### Exercise details
What is needed is a word-for-word copy of the records below.

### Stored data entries
pub mod build;
pub mod features;
pub mod learning_curve;
pub mod neb;
pub mod predict;

use crate::config::DataSettings;
use crate::error::{CliError, Result};
use crate::ui::UiEvent;
use atoml::core::io::traits::StructureFile;
use atoml::core::io::xyz::XyzFile;
use atoml::core::models::dataset::Dataset;
use atoml::core::models::structure::Structure;
use serde::Serialize;
use std::path::Path;
use tokio::sync::mpsc;
use tracing::{info, warn};

pub(crate) fn read_structures(path: &Path) -> Result<Vec<Structure>> {
    info!("Loading structures from {:?}", path);
    XyzFile::read_from_path(path).map_err(|e| CliError::FileParsing {
        path: path.to_path_buf(),
        source: e.into(),
    })
}

/// Loads the structures and pairs them with the configured target property.
pub(crate) fn load_dataset(data: &DataSettings) -> Result<Dataset> {
    let structures = read_structures(&data.input)?;
    let (dataset, summary) = Dataset::from_structures(structures, &data.target);
    if summary.skipped > 0 {
        warn!(
            "{} structure(s) have no finite numeric '{}' value and were skipped.",
            summary.skipped, data.target
        );
        println!(
            "Warning: skipped {} structure(s) without a '{}' value.",
            summary.skipped, data.target
        );
    }
    if dataset.is_empty() {
        return Err(CliError::Argument(format!(
            "No structure in {:?} carries a numeric '{}' value.",
            data.input, data.target
        )));
    }
    info!("Loaded {} record(s).", dataset.len());
    Ok(dataset)
}

/// Prints a line through the UI task so it stays ordered with the progress bars.
pub(crate) async fn announce(ui_sender: &mpsc::Sender<UiEvent>, message: String) {
    if ui_sender.send(UiEvent::Log(message)).await.is_err() {
        warn!("UI channel closed; status line dropped.");
    }
}

/// Writes serializable rows as CSV with a header row.
pub(crate) fn write_rows<T: Serialize>(path: &Path, rows: &[T]) -> Result<()> {
    let wrap = |e: csv::Error| CliError::FileWriting {
        path: path.to_path_buf(),
        source: e.into(),
    };
    let mut writer = csv::Writer::from_path(path).map_err(wrap)?;
    for row in rows {
        writer.serialize(row).map_err(wrap)?;
    }
    writer.flush()?;
    Ok(())
}

#[cfg(test)]
mod tests {
    use super::*;
    use std::fs;
    use std::path::PathBuf;
    use tempfile::tempdir;

    const TWO_FRAMES: &str = "\
2
energy=-1.5 unique_id=a
H 0.0 0.0 0.0
H 0.0 0.0 0.74
2
unique_id=b
H 0.0 0.0 0.0
H 0.0 0.0 0.80
";

    #[test]
    fn dataset_skips_records_without_target() {
        let dir = tempdir().unwrap();
        let path = dir.path().join("data.xyz");
        fs::write(&path, TWO_FRAMES).unwrap();

        let dataset = load_dataset(&DataSettings {
            input: path,
            target: "energy".to_string(),
        })
        .unwrap();
        assert_eq!(dataset.len(), 1);
        assert_eq!(dataset.targets(), &[-1.5]);
    }

    #[test]
    fn dataset_without_any_target_is_an_error() {
        let dir = tempdir().unwrap();
        let path = dir.path().join("data.xyz");
        fs::write(&path, TWO_FRAMES).unwrap();

        let result = load_dataset(&DataSettings {
            input: path,
            target: "gap".to_string(),
        });
        assert!(matches!(result, Err(CliError::Argument(_))));
    }

    #[test]
    fn missing_input_is_a_parsing_error() {
        let result = read_structures(&PathBuf::from("/nonexistent/data.xyz"));
        assert!(matches!(result, Err(CliError::FileParsing { .. })));
    }

    #[derive(Serialize)]
    struct Row {
        name: &'static str,
        value: Option<f64>,
    }

    #[test]
    fn rows_are_written_with_header() {
        let dir = tempdir().unwrap();
        let path = dir.path().join("rows.csv");
        write_rows(
            &path,
            &[
                Row {
                    name: "x",
                    value: Some(1.5),
                },
                Row {
                    name: "y",
                    value: None,
                },
            ],
        )
        .unwrap();
        let content = fs::read_to_string(path).unwrap();
        assert_eq!(content, "name,value\nx,1.5\ny,\n");
    }
}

### Response to this task
pub mod build;
pub mod features;
pub mod learning_curve;
pub mod neb;
pub mod predict;

use crate::config::DataSettings;
use crate::error::{CliError, Result};
use crate::ui::UiEvent;
use atoml::core::io::traits::StructureFile;
use atoml::core::io::xyz::XyzFile;
use atoml::core::models::dataset::Dataset;
use atoml::core::models::structure::Structure;
use serde::Serialize;
use std::path::Path;
use tokio::sync::mpsc;
use tracing::{info, warn};

pub(crate) fn read_structures(path: &Path) -> Result<Vec<Structure>> {
    info!("Loading structures from {:?}", path);
    XyzFile::read_from_path(path).map_err(|e| CliError::FileParsing {
        path: path.to_path_buf(),
        source: e.into(),
    })
}

/// Loads the structures and pairs them with the configured target property.
pub(crate) fn load_dataset(data: &DataSettings) -> Result<Dataset> {
    let structures = read_structures(&data.input)?;
    let (dataset, summary) = Dataset::from_structures(structures, &data.target);
    if summary.skipped > 0 {
        warn!(
            "{} structure(s) have no finite numeric '{}' value and were skipped.",
            summary.skipped, data.target
        );
        println!(
            "Warning: skipped {} structure(s) without a '{}' value.",
            summary.skipped, data.target
        );
    }
    if dataset.is_empty() {
        return Err(CliError::Argument(format!(
            "No structure in {:?} carries a numeric '{}' value.",
            data.input, data.target
        )));
    }
    info!("Loaded {} record(s).", dataset.len());
    Ok(dataset)
}

/// Prints a line through the UI task so it stays ordered with the progress bars.
pub(crate) async fn announce(ui_sender: &mpsc::Sender<UiEvent>, message: String) {
    if ui_sender.send(UiEvent::Log(message)).await.is_err() {
        warn!("UI channel closed; status line dropped.");
    }
}

/// Writes serializable rows as CSV with a header row.
pub(crate) fn write_rows<T: Serialize>(path: &Path, rows: &[T]) -> Result<()> {
    let wrap = |e: csv::Error| CliError::FileWriting {
        path: path.to_path_buf(),
        source: e.into(),
    };
    let mut writer = csv::Writer::from_path(path).map_err(wrap)?;
    for row in rows {
        writer.serialize(row).map_err(wrap)?;
    }
    writer.flush()?;
    Ok(())
}

#[cfg(test)]
mod tests {
    use super::*;
    use std::fs;
    use std::path::PathBuf;
    use tempfile::tempdir;

    const TWO_FRAMES: &str = "\
2
energy=-1.5 unique_id=a
H 0.0 0.0 0.0
H 0.0 0.0 0.74
2
unique_id=b
H 0.0 0.0 0.0
H 0.0 0.0 0.80
";

    #[test]
    fn dataset_skips_records_without_target() {
        let dir = tempdir().unwrap();
        let path = dir.path().join("data.xyz");
        fs::write(&path, TWO_FRAMES).unwrap();

        let dataset = load_dataset(&DataSettings {
            input: path,
            target: "energy".to_string(),
        })
        .unwrap();
        assert_eq!(dataset.len(), 1);
        assert_eq!(dataset.targets(), &[-1.5]);
    }

    #[test]
    fn dataset_without_any_target_is_an_error() {
        let dir = tempdir().unwrap();
        let path = dir.path().join("data.xyz");
        fs::write(&path, TWO_FRAMES).unwrap();

        let result = load_dataset(&DataSettings {
            input: path,
            target: "gap".to_string(),
        });
        assert!(matches!(result, Err(CliError::Argument(_))));
    }

    #[test]
    fn missing_input_is_a_parsing_error() {
        let result = read_structures(&PathBuf::from("/nonexistent/data.xyz"));
        assert!(matches!(result, Err(CliError::FileParsing { .. })));
    }

    #[derive(Serialize)]
    struct Row {
        name: &'static str,
        value: Option<f64>,
    }

    #[test]
    fn rows_are_written_with_header() {
        let dir = tempdir().unwrap();
        let path = dir.path().join("rows.csv");
        write_rows(
            &path,
            &[
                Row {
                    name: "x",
                    value: Some(1.5),
                },
                Row {
                    name: "y",
                    value: None,
                },
            ],
        )
        .unwrap();
        let content = fs::read_to_string(path).unwrap();
        assert_eq!(content, "name,value\nx,1.5\ny,\n");
    }
}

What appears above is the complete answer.